Nella ripresa successe il fattaccio: mentre con un tiro millimetrico mi avevano crossato a centrocampo e mi involavo verso l'area, il difensore inglese, uno skin 20enne di 90 kg. per un metro e ottanta con faccia da archivio criminale, mi si para davanti. Con un paio di finte mi libero e sono pronto a tirare.
Carico il destro e, mentre sto per tirare, mi falcia da dietro. Io mi giro incazzato come una biscia urlando "rigore, cazzo, rigore!".
Guardando l'armadio a due ante che mi aveva atterrato mi accorgo che non era il momento per le regole del calcio.
Vena del collo gonfia, paonazzo in faccia una manciata di parole che non comprendevo mischiate a sacchettate di fuck this fuck that.
A un certo punto mi accorgo del pallone immobile vicino a me.

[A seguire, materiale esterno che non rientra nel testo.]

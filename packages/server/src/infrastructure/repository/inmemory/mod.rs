//! InMemory repository 実装
//!
//! ドメイン層が定義する trait の具体的な実装。プロセスローカルなメモリを
//! ストレージとして使用します（永続化しないため、再起動で全て消える）。

mod message_store;
mod registry;

pub use message_store::InMemoryMessageStore;
pub use registry::InMemoryConnectionRegistry;
//! Repository trait 定義
//!
//! ドメイン層が必要とするデータアクセスのインターフェースを定義します。
//! 具体的な実装は Infrastructure 層が提供します（依存性の逆転）。

use async_trait::async_trait;

use super::entity::Message;
use super::error::StoreError;
use super::value_object::{ConnectionId, MessageId, Username};

/// Message Store trait
///
/// メッセージログへのインターフェース。UseCase 層はこの trait に依存し、
/// Infrastructure 層の具体的な実装には依存しない。永続化が必要になった
/// 場合は、この trait の別実装（append-only log など）を差し込む。
#[async_trait]
pub trait MessageStore: Send + Sync {
    /// メッセージをログ末尾に追加（ID 重複時は `DuplicateId`）
    async fn append(&self, message: Message) -> Result<(), StoreError>;

    /// 同じ ID のメッセージをレコードごと置換（存在しない場合は `NotFound`）
    async fn replace_by_id(&self, message: Message) -> Result<(), StoreError>;

    /// ID でメッセージを取得
    async fn find_by_id(&self, id: &MessageId) -> Option<Message>;

    /// ログ全体の順序付きコピーを取得
    async fn snapshot(&self) -> Vec<Message>;
}

/// Connection Registry trait
///
/// 接続と表示名のマッピング（Roster）へのインターフェース。
#[async_trait]
pub trait ConnectionRegistry: Send + Sync {
    /// 接続に表示名を登録
    async fn register(&self, connection_id: ConnectionId, username: Username);

    /// 接続の登録を解除し、登録されていた表示名を返す（冪等）
    async fn deregister(&self, connection_id: &ConnectionId) -> Option<Username>;

    /// 現在登録されている接続数を取得
    async fn count(&self) -> usize;

    /// 接続が join 済みかどうかを取得
    async fn is_registered(&self, connection_id: &ConnectionId) -> bool;
}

E faccio la cosa più stupida che si possa fare mentre si è stesi a terra davanti a uno skin incazzato da poco meno di un quintale.
Tiro in porta.
E segno.
Un attimo dopo cominciano a piovermi anfibiate addosso che cerco di parare con le gambe (se cercate la traduzione di "boot party", è questa), mentre gli italiani in campo fuggono lontani.
Gli italiani che stavano fra il pubblico, invece, fuggono ancora più lontani.
Mio fratello, che non era un coniglio come il resto degli italiani, corre verso di me per aiutarmi ma si becca una pezza in piena faccia e finisce a terra.
Lui a terra, io pure, i 7 skins intorno e i leoni italiani lontani lontani.
Io, incapace di spiegare all'energumeno il concetto di "regola del vantaggio" nonché lo spirito sportivo che dovrebbe animare le manifestazioni sportive nella tradizione di De Coubertain, lo guardo basito mentre mi insulta fino alla terza generazione.
Fortunatamente la sua capacità di prendermi a calci era pari solo al suo controllo di palla nel futbol, se no avrebbe potutto farmi male.
Alla fine me la cavai con alcune escoriazioni sulle gambe e un livido sul braccio, niente di che.
Ma avevamo comunque vinto, anche se mi rodeva il culo di aver vinto anche per i conigli italiani che erano scappati.
Poco tempo dopo avrei iniziato ad ascoltare Angelic Upstarts, Cock Sparrer, Sham69 e Cockney Rejects pure io, mi sarei reso conto conto di un po' di cose, apprezzando più i fottuti pelati di fuckchester dei conigli che consideravo amici.
Ma quello è stato il mio Mondiale di Spagna 1982.
Da qualche parte Pertini stava fumando la pipa, probabilmente.